Exercise details = Output all the data below verbatim.

### Provided records

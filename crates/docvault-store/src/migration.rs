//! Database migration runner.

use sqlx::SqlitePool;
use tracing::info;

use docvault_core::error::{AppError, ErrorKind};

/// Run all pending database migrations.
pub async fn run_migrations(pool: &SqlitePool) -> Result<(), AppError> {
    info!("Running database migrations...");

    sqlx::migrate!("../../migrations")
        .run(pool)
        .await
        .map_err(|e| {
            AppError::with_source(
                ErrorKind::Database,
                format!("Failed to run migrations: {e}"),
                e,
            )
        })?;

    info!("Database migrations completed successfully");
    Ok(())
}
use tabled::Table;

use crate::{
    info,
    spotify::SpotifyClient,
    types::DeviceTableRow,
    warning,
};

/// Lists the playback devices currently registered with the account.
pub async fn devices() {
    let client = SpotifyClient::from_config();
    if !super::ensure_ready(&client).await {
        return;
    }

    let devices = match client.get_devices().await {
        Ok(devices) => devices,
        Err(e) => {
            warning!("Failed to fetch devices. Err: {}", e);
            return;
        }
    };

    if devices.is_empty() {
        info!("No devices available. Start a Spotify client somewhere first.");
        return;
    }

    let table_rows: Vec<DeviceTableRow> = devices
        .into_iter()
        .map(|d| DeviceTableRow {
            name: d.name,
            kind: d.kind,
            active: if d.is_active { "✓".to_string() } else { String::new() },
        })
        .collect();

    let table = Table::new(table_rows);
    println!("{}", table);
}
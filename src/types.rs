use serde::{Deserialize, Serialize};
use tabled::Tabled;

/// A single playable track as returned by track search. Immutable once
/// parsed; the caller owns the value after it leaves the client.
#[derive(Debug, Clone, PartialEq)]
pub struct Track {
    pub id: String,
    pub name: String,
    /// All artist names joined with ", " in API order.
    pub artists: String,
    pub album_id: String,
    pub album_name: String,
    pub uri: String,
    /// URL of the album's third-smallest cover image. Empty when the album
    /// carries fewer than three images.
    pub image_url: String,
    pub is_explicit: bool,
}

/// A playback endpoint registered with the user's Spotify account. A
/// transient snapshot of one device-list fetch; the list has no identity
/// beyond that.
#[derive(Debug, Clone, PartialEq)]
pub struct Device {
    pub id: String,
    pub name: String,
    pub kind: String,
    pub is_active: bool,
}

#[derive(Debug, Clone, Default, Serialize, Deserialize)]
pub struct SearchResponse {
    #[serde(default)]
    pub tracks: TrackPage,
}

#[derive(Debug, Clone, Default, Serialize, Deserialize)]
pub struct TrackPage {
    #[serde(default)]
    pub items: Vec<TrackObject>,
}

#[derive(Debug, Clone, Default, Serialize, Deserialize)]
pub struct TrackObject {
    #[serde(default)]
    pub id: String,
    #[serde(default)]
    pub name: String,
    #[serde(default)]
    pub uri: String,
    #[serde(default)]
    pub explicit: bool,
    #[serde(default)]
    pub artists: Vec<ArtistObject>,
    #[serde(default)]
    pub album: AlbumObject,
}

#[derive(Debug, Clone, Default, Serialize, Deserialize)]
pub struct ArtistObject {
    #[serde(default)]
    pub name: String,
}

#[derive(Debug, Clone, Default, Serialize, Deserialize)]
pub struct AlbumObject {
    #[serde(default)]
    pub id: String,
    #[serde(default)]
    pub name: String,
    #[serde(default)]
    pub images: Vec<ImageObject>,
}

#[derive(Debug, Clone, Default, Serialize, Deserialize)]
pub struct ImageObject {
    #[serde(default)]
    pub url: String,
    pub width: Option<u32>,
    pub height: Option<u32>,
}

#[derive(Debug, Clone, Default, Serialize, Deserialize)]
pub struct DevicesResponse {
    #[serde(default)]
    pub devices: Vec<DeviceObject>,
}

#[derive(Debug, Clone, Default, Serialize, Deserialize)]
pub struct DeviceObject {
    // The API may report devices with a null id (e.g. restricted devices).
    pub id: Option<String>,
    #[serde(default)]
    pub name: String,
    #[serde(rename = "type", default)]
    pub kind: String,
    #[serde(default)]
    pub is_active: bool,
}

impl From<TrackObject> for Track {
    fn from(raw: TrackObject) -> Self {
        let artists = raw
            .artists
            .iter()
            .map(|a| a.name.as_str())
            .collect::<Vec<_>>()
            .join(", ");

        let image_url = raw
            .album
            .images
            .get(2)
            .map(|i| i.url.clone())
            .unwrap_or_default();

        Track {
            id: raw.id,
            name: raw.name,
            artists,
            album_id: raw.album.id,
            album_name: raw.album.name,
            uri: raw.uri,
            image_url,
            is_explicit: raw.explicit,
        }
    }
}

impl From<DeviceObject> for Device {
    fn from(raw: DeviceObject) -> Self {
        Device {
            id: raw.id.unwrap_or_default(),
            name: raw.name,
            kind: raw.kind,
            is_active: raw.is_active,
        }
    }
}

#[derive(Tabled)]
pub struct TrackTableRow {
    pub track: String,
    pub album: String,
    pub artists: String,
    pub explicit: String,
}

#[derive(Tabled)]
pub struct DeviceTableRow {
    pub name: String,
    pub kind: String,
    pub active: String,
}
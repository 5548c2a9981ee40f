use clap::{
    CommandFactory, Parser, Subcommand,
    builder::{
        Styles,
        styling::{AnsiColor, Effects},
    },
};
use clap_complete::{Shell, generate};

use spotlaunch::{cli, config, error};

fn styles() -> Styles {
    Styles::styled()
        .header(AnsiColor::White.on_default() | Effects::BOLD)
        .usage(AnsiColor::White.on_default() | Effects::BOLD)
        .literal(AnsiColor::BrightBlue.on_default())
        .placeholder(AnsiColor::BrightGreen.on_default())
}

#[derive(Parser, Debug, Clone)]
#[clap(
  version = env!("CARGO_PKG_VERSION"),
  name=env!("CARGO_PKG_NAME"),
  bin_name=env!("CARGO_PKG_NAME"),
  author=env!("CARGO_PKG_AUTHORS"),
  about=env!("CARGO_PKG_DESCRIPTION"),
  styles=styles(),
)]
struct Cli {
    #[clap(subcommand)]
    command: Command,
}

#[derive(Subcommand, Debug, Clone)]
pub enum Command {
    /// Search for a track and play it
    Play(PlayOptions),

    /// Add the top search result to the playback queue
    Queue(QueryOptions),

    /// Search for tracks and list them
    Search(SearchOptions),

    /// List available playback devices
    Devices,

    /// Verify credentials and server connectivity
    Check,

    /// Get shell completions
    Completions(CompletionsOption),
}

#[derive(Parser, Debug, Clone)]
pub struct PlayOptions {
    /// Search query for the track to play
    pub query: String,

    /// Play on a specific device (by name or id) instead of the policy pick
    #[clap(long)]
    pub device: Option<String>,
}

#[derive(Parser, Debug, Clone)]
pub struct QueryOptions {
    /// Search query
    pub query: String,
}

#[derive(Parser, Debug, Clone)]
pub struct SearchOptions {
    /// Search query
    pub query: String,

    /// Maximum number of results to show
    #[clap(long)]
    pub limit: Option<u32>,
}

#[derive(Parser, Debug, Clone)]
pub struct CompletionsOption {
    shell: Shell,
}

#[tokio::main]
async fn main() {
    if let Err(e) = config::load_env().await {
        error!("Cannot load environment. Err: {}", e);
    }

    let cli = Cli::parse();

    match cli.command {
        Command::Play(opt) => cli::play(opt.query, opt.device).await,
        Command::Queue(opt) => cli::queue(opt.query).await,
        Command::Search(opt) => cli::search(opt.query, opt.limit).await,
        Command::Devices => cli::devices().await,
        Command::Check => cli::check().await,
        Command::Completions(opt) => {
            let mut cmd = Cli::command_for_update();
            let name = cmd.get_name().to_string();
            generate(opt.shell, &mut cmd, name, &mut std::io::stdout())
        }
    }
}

######

Exercise solution =
filename crates/docvault-store/src/migration.rs
//! Database migration runner.

use sqlx::SqlitePool;
use tracing::info;

use docvault_core::error::{AppError, ErrorKind};

/// Run all pending database migrations.
pub async fn run_migrations(pool: &SqlitePool) -> Result<(), AppError> {
    info!("Running database migrations...");

    sqlx::migrate!("../../migrations")
        .run(pool)
        .await
        .map_err(|e| {
            AppError::with_source(
                ErrorKind::Database,
                format!("Failed to run migrations: {e}"),
                e,
            )
        })?;

    info!("Database migrations completed successfully");
    Ok(())
}
use tabled::Table;

use crate::{
    info,
    spotify::SpotifyClient,
    types::DeviceTableRow,
    warning,
};

/// Lists the playback devices currently registered with the account.
pub async fn devices() {
    let client = SpotifyClient::from_config();
    if !super::ensure_ready(&client).await {
        return;
    }

    let devices = match client.get_devices().await {
        Ok(devices) => devices,
        Err(e) => {
            warning!("Failed to fetch devices. Err: {}", e);
            return;
        }
    };

    if devices.is_empty() {
        info!("No devices available. Start a Spotify client somewhere first.");
        return;
    }

    let table_rows: Vec<DeviceTableRow> = devices
        .into_iter()
        .map(|d| DeviceTableRow {
            name: d.name,
            kind: d.kind,
            active: if d.is_active { "✓".to_string() } else { String::new() },
        })
        .collect();

    let table = Table::new(table_rows);
    println!("{}", table);
}
filename src/types.rs
use serde::{Deserialize, Serialize};
use tabled::Tabled;

/// A single playable track as returned by track search. Immutable once
/// parsed; the caller owns the value after it leaves the client.
#[derive(Debug, Clone, PartialEq)]
pub struct Track {
    pub id: String,
    pub name: String,
    /// All artist names joined with ", " in API order.
    pub artists: String,
    pub album_id: String,
    pub album_name: String,
    pub uri: String,
    /// URL of the album's third-smallest cover image. Empty when the album
    /// carries fewer than three images.
    pub image_url: String,
    pub is_explicit: bool,
}

/// A playback endpoint registered with the user's Spotify account. A
/// transient snapshot of one device-list fetch; the list has no identity
/// beyond that.
#[derive(Debug, Clone, PartialEq)]
pub struct Device {
    pub id: String,
    pub name: String,
    pub kind: String,
    pub is_active: bool,
}

#[derive(Debug, Clone, Default, Serialize, Deserialize)]
pub struct SearchResponse {
    #[serde(default)]
    pub tracks: TrackPage,
}

#[derive(Debug, Clone, Default, Serialize, Deserialize)]
pub struct TrackPage {
    #[serde(default)]
    pub items: Vec<TrackObject>,
}

#[derive(Debug, Clone, Default, Serialize, Deserialize)]
pub struct TrackObject {
    #[serde(default)]
    pub id: String,
    #[serde(default)]
    pub name: String,
    #[serde(default)]
    pub uri: String,
    #[serde(default)]
    pub explicit: bool,
    #[serde(default)]
    pub artists: Vec<ArtistObject>,
    #[serde(default)]
    pub album: AlbumObject,
}

#[derive(Debug, Clone, Default, Serialize, Deserialize)]
pub struct ArtistObject {
    #[serde(default)]
    pub name: String,
}

#[derive(Debug, Clone, Default, Serialize, Deserialize)]
pub struct AlbumObject {
    #[serde(default)]
    pub id: String,
    #[serde(default)]
    pub name: String,
    #[serde(default)]
    pub images: Vec<ImageObject>,
}

#[derive(Debug, Clone, Default, Serialize, Deserialize)]
pub struct ImageObject {
    #[serde(default)]
    pub url: String,
    pub width: Option<u32>,
    pub height: Option<u32>,
}

#[derive(Debug, Clone, Default, Serialize, Deserialize)]
pub struct DevicesResponse {
    #[serde(default)]
    pub devices: Vec<DeviceObject>,
}

#[derive(Debug, Clone, Default, Serialize, Deserialize)]
pub struct DeviceObject {
    // The API may report devices with a null id (e.g. restricted devices).
    pub id: Option<String>,
    #[serde(default)]
    pub name: String,
    #[serde(rename = "type", default)]
    pub kind: String,
    #[serde(default)]
    pub is_active: bool,
}

impl From<TrackObject> for Track {
    fn from(raw: TrackObject) -> Self {
        let artists = raw
            .artists
            .iter()
            .map(|a| a.name.as_str())
            .collect::<Vec<_>>()
            .join(", ");

        let image_url = raw
            .album
            .images
            .get(2)
            .map(|i| i.url.clone())
            .unwrap_or_default();

        Track {
            id: raw.id,
            name: raw.name,
            artists,
            album_id: raw.album.id,
            album_name: raw.album.name,
            uri: raw.uri,
            image_url,
            is_explicit: raw.explicit,
        }
    }
}

impl From<DeviceObject> for Device {
    fn from(raw: DeviceObject) -> Self {
        Device {
            id: raw.id.unwrap_or_default(),
            name: raw.name,
            kind: raw.kind,
            is_active: raw.is_active,
        }
    }
}

#[derive(Tabled)]
pub struct TrackTableRow {
    pub track: String,
    pub album: String,
    pub artists: String,
    pub explicit: String,
}

#[derive(Tabled)]
pub struct DeviceTableRow {
    pub name: String,
    pub kind: String,
    pub active: String,
}
repository 5548c2a9981ee40f
use clap::{
    CommandFactory, Parser, Subcommand,
    builder::{
        Styles,
        styling::{AnsiColor, Effects},
    },
};
use clap_complete::{Shell, generate};

use spotlaunch::{cli, config, error};

fn styles() -> Styles {
    Styles::styled()
        .header(AnsiColor::White.on_default() | Effects::BOLD)
        .usage(AnsiColor::White.on_default() | Effects::BOLD)
        .literal(AnsiColor::BrightBlue.on_default())
        .placeholder(AnsiColor::BrightGreen.on_default())
}

#[derive(Parser, Debug, Clone)]
#[clap(
  version = env!("CARGO_PKG_VERSION"),
  name=env!("CARGO_PKG_NAME"),
  bin_name=env!("CARGO_PKG_NAME"),
  author=env!("CARGO_PKG_AUTHORS"),
  about=env!("CARGO_PKG_DESCRIPTION"),
  styles=styles(),
)]
struct Cli {
    #[clap(subcommand)]
    command: Command,
}

#[derive(Subcommand, Debug, Clone)]
pub enum Command {
    /// Search for a track and play it
    Play(PlayOptions),

    /// Add the top search result to the playback queue
    Queue(QueryOptions),

    /// Search for tracks and list them
    Search(SearchOptions),

    /// List available playback devices
    Devices,

    /// Verify credentials and server connectivity
    Check,

    /// Get shell completions
    Completions(CompletionsOption),
}

#[derive(Parser, Debug, Clone)]
pub struct PlayOptions {
    /// Search query for the track to play
    pub query: String,

    /// Play on a specific device (by name or id) instead of the policy pick
    #[clap(long)]
    pub device: Option<String>,
}

#[derive(Parser, Debug, Clone)]
pub struct QueryOptions {
    /// Search query
    pub query: String,
}

#[derive(Parser, Debug, Clone)]
pub struct SearchOptions {
    /// Search query
    pub query: String,

    /// Maximum number of results to show
    #[clap(long)]
    pub limit: Option<u32>,
}

#[derive(Parser, Debug, Clone)]
pub struct CompletionsOption {
    shell: Shell,
}

#[tokio::main]
async fn main() {
    if let Err(e) = config::load_env().await {
        error!("Cannot load environment. Err: {}", e);
    }

    let cli = Cli::parse();

    match cli.command {
        Command::Play(opt) => cli::play(opt.query, opt.device).await,
        Command::Queue(opt) => cli::queue(opt.query).await,
        Command::Search(opt) => cli::search(opt.query, opt.limit).await,
        Command::Devices => cli::devices().await,
        Command::Check => cli::check().await,
        Command::Completions(opt) => {
            let mut cmd = Cli::command_for_update();
            let name = cmd.get_name().to_string();
            generate(opt.shell, &mut cmd, name, &mut std::io::stdout())
        }
    }
}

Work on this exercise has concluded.